WORK ITEM: How many lines in the records below contain the word "formatting"? State that number and nothing more.

########

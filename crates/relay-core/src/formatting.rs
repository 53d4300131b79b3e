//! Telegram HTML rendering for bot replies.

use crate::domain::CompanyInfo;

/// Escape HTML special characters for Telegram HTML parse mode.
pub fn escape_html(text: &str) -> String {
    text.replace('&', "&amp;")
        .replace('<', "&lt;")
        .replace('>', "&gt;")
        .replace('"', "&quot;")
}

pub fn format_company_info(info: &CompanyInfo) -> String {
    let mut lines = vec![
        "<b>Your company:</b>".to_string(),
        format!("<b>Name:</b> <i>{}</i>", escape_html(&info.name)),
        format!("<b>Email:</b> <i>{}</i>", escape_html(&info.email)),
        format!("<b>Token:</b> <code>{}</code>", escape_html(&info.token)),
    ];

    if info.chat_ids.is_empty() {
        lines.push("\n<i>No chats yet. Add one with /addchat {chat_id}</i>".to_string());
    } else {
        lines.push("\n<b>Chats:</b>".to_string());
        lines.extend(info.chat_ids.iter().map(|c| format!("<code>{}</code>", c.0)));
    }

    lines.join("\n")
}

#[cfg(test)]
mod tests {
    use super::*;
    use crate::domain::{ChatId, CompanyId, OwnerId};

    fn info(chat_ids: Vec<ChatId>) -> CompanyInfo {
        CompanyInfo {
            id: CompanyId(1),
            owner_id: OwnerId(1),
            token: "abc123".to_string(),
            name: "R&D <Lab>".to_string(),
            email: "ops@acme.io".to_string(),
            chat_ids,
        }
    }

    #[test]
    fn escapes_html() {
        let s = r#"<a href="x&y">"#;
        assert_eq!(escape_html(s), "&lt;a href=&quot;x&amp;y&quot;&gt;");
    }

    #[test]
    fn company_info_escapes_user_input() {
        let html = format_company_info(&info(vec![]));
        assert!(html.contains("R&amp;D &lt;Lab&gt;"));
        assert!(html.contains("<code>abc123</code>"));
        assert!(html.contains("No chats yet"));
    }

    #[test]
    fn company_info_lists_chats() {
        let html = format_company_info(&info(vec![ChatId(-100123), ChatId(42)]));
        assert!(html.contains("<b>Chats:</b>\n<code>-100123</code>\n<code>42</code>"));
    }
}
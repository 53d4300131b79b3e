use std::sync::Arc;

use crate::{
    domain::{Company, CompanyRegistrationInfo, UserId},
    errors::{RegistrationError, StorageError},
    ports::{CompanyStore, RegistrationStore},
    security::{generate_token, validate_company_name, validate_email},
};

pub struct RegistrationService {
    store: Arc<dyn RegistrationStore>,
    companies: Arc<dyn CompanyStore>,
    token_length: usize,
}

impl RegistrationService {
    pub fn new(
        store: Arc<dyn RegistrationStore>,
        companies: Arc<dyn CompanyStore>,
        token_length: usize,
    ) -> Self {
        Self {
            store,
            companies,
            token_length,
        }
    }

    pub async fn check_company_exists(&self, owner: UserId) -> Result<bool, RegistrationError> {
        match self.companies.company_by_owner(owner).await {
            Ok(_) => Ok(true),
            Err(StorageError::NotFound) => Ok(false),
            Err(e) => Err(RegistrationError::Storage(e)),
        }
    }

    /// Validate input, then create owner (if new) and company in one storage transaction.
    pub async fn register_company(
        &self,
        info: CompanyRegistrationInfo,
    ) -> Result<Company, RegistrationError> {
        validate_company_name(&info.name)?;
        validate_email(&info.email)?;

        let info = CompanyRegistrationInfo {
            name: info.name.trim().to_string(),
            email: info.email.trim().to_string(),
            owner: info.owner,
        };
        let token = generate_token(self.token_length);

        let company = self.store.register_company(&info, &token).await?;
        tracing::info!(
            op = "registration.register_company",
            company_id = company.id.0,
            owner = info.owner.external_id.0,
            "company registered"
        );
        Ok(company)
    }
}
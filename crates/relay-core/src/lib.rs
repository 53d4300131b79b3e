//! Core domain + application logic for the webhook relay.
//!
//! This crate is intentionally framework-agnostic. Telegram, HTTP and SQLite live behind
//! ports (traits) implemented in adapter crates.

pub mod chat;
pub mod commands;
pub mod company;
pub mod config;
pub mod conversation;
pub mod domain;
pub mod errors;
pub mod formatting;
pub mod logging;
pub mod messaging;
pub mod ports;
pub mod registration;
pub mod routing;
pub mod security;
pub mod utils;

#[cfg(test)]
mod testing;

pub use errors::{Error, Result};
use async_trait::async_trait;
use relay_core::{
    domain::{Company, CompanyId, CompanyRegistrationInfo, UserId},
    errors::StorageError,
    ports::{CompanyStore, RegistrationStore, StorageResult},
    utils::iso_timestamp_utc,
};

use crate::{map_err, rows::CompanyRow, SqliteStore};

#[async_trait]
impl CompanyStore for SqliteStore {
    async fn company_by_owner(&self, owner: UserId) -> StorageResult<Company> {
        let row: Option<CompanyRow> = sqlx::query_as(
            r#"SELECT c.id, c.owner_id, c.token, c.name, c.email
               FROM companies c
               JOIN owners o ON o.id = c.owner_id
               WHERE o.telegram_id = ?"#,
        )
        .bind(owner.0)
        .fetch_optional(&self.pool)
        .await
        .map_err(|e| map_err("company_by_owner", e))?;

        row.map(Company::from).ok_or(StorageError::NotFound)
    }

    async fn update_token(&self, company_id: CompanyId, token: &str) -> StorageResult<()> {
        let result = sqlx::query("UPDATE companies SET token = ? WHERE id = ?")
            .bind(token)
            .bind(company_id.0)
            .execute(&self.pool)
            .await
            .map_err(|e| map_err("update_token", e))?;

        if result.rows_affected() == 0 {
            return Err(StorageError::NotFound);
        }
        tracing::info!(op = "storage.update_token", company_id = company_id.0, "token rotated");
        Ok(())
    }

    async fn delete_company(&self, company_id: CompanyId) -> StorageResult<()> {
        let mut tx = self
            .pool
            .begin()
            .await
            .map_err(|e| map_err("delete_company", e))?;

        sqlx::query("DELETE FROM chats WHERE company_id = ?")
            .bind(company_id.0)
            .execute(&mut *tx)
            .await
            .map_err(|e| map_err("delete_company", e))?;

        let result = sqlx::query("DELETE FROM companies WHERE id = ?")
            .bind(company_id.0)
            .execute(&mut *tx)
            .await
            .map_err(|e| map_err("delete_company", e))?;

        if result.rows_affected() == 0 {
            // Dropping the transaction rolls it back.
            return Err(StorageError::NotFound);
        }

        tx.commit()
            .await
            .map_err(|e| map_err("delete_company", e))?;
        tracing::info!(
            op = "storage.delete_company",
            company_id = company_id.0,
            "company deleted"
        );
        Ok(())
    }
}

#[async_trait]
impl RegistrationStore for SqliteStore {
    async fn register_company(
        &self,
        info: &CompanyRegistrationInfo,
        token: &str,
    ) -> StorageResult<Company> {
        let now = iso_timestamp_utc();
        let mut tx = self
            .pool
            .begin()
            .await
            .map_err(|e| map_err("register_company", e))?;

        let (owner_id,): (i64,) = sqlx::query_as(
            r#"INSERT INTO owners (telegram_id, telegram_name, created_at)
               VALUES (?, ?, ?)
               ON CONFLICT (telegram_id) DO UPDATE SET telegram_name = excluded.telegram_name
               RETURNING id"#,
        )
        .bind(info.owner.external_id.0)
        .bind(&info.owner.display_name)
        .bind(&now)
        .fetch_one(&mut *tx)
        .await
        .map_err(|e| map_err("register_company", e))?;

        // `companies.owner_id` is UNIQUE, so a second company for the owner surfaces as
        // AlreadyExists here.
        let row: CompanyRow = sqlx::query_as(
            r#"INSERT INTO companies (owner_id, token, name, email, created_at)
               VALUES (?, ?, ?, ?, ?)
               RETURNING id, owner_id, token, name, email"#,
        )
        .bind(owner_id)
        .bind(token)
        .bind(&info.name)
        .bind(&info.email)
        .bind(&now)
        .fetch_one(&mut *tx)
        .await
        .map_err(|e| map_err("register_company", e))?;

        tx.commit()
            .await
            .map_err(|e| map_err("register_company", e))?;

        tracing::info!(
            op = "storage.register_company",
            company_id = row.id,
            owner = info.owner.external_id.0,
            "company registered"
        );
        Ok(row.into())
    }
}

########

TASK ANSWER: 2